En la fregadera, de espaldas a su mirada, se entretuvo en el tacto suave del agua que arrastraba la tierra oculta entre los pliegues de los hongos. Absorta.

– ¿Qué haces?

– Voy, voy, ¿las parto pequeñitas?– cerró el grifo, se secó deprisa las manos y se volvió hacia él, solícita.

– ¡Pues claro!, y espabila que estás un poco atontada– sonreía.

Se concentró en el trabajo, puso las setas en una sartén, las saló y las rehogó con aceite y un poco de jerez.

– No tapes la sartén que la lías– ordenó él

– No, no, descuida.

– Y cuando eches la nata, solo cinco minutos al fuego antes de batirlo todo– le advirtió.

No contestó. Respiró hondo. Los aromas poco a poco condimentaban el aire, el chisporroteo de la sartén la transportaba.

De pequeña, su madre le enseñó a cocinar su famosa lasaña. Se encerraban solas en la cocina. Troceaban, pelaban, cuchillos gigantes, salaban, freían, cazos, cazuelas, revolvían, cucharas de palo, ¡que salta!, tapaderas, ¡prueba!, ¡qué rico! Le decía: «En la cocina y en la mesa muévete siempre como una bailarina de ballet». Y bailaban.
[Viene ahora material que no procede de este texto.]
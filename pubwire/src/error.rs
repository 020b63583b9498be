//! 错误类型定义

use std::fmt;

use thiserror::Error;

/// 协议错误类型
#[derive(Error, Debug)]
pub enum ProtocolError {
    /// IO 错误
    #[error("IO error: {0}")]
    Io(#[from] std::io::Error),

    /// 连接已关闭
    #[error("Connection closed")]
    ConnectionClosed,

    /// 连接超时
    #[error("Connection timeout")]
    ConnectionTimeout,

    /// 流模式下不允许离散传输
    #[error("Can't {operation} while streaming")]
    Streaming { operation: &'static str },

    /// 收到的状态码与期望不符
    #[error("Expected code {expected}, got {actual} {text:?}")]
    UnexpectedCode {
        expected: u16,
        actual: u16,
        text: String,
    },

    /// 多行块内部出现了不该出现的行
    #[error("Unexpected line {code} inside {block}")]
    UnexpectedLine { code: u16, block: &'static str },

    /// 无法解析的协议行
    #[error("Malformed line: {0:?}")]
    MalformedLine(String),

    /// 消息标签不匹配
    #[error("Tag mismatch: expected {expected:?}, got {actual:?}")]
    TagMismatch { expected: String, actual: String },

    /// 缺少文件开始标记
    #[error("No START FILE found")]
    MissingFileStart,

    /// 文件块中的非法行
    #[error("No valid file line received (code {code})")]
    InvalidFileLine { code: u16 },

    /// 对端结束了流
    #[error("Stream ended by peer")]
    StreamEnded,

    /// 本地文件错误
    #[error("File error: {0}")]
    File(#[source] std::io::Error),

    /// 文本不是合法的 UTF-8
    #[error("Invalid UTF-8: {0}")]
    InvalidUtf8(#[from] std::string::FromUtf8Error),

    /// 远程发布的标签头被截断
    #[error("Envelope truncated: tag needs {needed} bytes, {available} available")]
    EnvelopeTruncated { needed: usize, available: usize },

    /// 远程发布超出大小限制
    #[error("Frame too large: {size} bytes (max: {max})")]
    FrameTooLarge { size: usize, max: usize },

    /// 后台任务异常退出
    #[error("Background task failed: {0}")]
    Task(#[from] tokio::task::JoinError),
}

/// 协议操作结果类型
pub type Result<T> = std::result::Result<T, ProtocolError>;

/// 带部分结果的错误
///
/// 接收操作失败时不会丢弃已经完成的工作：已构建的消息、已创建的文件、
/// 已读入缓冲区的字节数都随错误一起返回，由调用方决定是否可用。
/// 不关心部分结果时可直接用 `?` 转换为 [`ProtocolError`]。
pub struct Incomplete<T> {
    /// 出错前已完成的部分结果
    pub partial: Option<T>,
    /// 导致失败的错误
    pub error: ProtocolError,
}

impl<T> Incomplete<T> {
    pub fn new(partial: Option<T>, error: ProtocolError) -> Self {
        Self { partial, error }
    }

    /// 附带部分结果
    pub fn with_partial(partial: T, error: ProtocolError) -> Self {
        Self::new(Some(partial), error)
    }

    pub fn into_parts(self) -> (Option<T>, ProtocolError) {
        (self.partial, self.error)
    }
}

impl<T> From<ProtocolError> for Incomplete<T> {
    fn from(error: ProtocolError) -> Self {
        Self::new(None, error)
    }
}

impl<T> From<Incomplete<T>> for ProtocolError {
    fn from(incomplete: Incomplete<T>) -> Self {
        incomplete.error
    }
}

impl<T: fmt::Debug> fmt::Debug for Incomplete<T> {
    fn fmt(&self, f: &mut fmt::Formatter<'_>) -> fmt::Result {
        f.debug_struct("Incomplete")
            .field("partial", &self.partial)
            .field("error", &self.error)
            .finish()
    }
}

impl<T> fmt::Display for Incomplete<T> {
    fn fmt(&self, f: &mut fmt::Formatter<'_>) -> fmt::Result {
        fmt::Display::fmt(&self.error, f)
    }
}

impl<T: fmt::Debug> std::error::Error for Incomplete<T> {
    fn source(&self) -> Option<&(dyn std::error::Error + 'static)> {
        Some(&self.error)
    }
}

/// 接收操作的结果类型
pub type ReceiveResult<T> = std::result::Result<T, Incomplete<T>>;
– Voy a hacer la salsa de tomate –dijo él sirviendo otras dos copas de vino– tu pícame las cebollas. Ya sabes que odio que me lloren los ojos.

No le apetecía beber más. Él insistió. Qué raro, antes el vino no le había sabido ácido.

Se secó con un trapo limpio tras enjuagarse los ojos y con la mirada aún turbia sacó la cazuela más grande para cocer las láminas de lasaña.

– Vete más allí, no ves que me quitas sitio. ¡Ay perdona! No quería empujarte, chata.

La cocina era grande. Dos encimeras. Una de pared a pared donde estaba la fregadera mayor junto al lavavajillas. La otra era central y formaba una T con la pared que lindaba con el comedor. Dos puertas batientes a cada lado la flanqueaban comunicando ambas estancias. En esta península estaba la placa de cuatro fuegos, la campana extractora y una pequeña pila que albergaba un triturador para los desperdicios menores. Qué curioso. Aquí nunca habían podido bailar.

Le encantaba contemplar el agua cuando rompía a hervir, primero alguna intrépida burbuja, luego algún grupito mas y después el alboroto total. Deslizó una a una las láminas de lasaña en el agua hirviente que inmediatamente fueron ondulándose como rayas marinas libres en el océano.

– ¡Otra vez en las nubes! ¡Que faltan los langostinos! ¡Si no estuviera yo en todo!

Encendió la plancha rápidamente, mientras retiraba la botella de vino ya prácticamente vacía.

Después, sacó la bandeja. De porcelana antigua, con un pequeño ramo de lilas en cada esquina, plana, rectangular, con las medidas perfectas para servir la lasaña. Había llegado a sus manos como el testigo en una carrera de relevos. De una a otra. Al acariciarla, evocó voces y risas de mujeres, mujeres de su familia trasteando felices en sus cocinas.

– ¡Bueno, ya está! Solo falta montarla y será mejor que lo haga yo. ¡Qué haces! ¡No pretenderás usar hoy también ese ridículo trasto viejo! ¡Qué pensaría mi jefe! ¡Y su mujer! Trae ahora mismo la de acero inoxidable grande –decidió– Y ve a arreglarte anda, ¡que tienes unas pintas!

El beso del desagravio le supo a puro corcho.

Cuando escuchó el timbre ya estaba preparada. Se miró en el espejo y se gustó. No solía pasarle. Mientras él salía a recibir a los invitados, se coló en la cocina. Una densa atmósfera de aromas y vapores, como niebla, la abrazó. Al mirar los cacharros esparcidos por todas partes, le pareció escuchar sonidos de freír y de cocer, de cortar y batir. Entonces se preguntó cómo sería cocinar sola. Sintió que subían por la escalera. Decidida tomó la fuente dónde se presentaba la cena y se acercó a la pila pequeña.

A la vez que inclinaba el recipiente, encendió el triturador. Con ayuda del palo de madera del almirez fue introduciendo poco a poco la lasaña en la boca voraz. Un sonido molar, junto al del chorro de agua empujando, acompañó la metálica digestión.

Ya estaban en el hall. Le vino a la cabeza esa primera burbuja, la intrépida. Y abrió la puerta.